Stored items
━━━
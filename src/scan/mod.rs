//! Relic-abundance grid scanner.
//!
//! - grid generation (`grid`)
//! - external solver invocation (`solver`)
//! - result extraction from solver output (`output`)
//! - the scan loop itself (`runner`)

pub mod grid;
pub mod output;
pub mod runner;
pub mod solver;

pub use runner::{ScanSummary, SkippedPoint, evaluate_point, run_scan};
pub use solver::{ProcessSolver, Solver, SolverFailure};
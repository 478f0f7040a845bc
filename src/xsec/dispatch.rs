//! Cross-section dispatch: validate the request, pick the coefficient list, sum a prefix.

use crate::domain::{CorrectionMode, PhysicalParams, Process, Representation, TableKey};
use crate::error::XsecError;
use crate::xsec::table::CoefficientTable;

/// Default partial-wave cutoff of the dispatcher CLI.
pub const DEFAULT_CUTOFF: u32 = 2;

/// Annihilation cross section (1/GeV^2) summed over partial waves `0..=partial_wave_cutoff`.
///
/// `process` must be one of the six process identifiers and `representation`
/// one of 3, 6 or 8. A cutoff beyond the tabulated orders is an error rather
/// than a silent truncation.
///
/// `params` do not enter the result, the table holds precomputed constants.
/// Non-finite values are therefore accepted as they are.
pub fn compute_cross_section(
    table: &CoefficientTable,
    process: &str,
    representation: i64,
    partial_wave_cutoff: u32,
    sommerfeld_enabled: bool,
    params: &PhysicalParams,
) -> Result<f64, XsecError> {
    let process: Process = process.parse()?;
    let rep = Representation::try_from(representation)?;

    let key = TableKey::new(process, rep, CorrectionMode::from_flag(sommerfeld_enabled));
    table.partial_sum(key, partial_wave_cutoff)
}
━━━
EXERCISE OBJECTIVE
Given the data above, transcribe exactly the lines from the one containing "holds precomputed constants." down to the one containing "let rep = Representation::try_from(representation)?;", and no others.

WRITTEN RESPONSE
/// `params` do not enter the result, the table holds precomputed constants.
/// Non-finite values are therefore accepted as they are.
pub fn compute_cross_section(
    table: &CoefficientTable,
    process: &str,
    representation: i64,
    partial_wave_cutoff: u32,
    sommerfeld_enabled: bool,
    params: &PhysicalParams,
) -> Result<f64, XsecError> {
    let process: Process = process.parse()?;
    let rep = Representation::try_from(representation)?;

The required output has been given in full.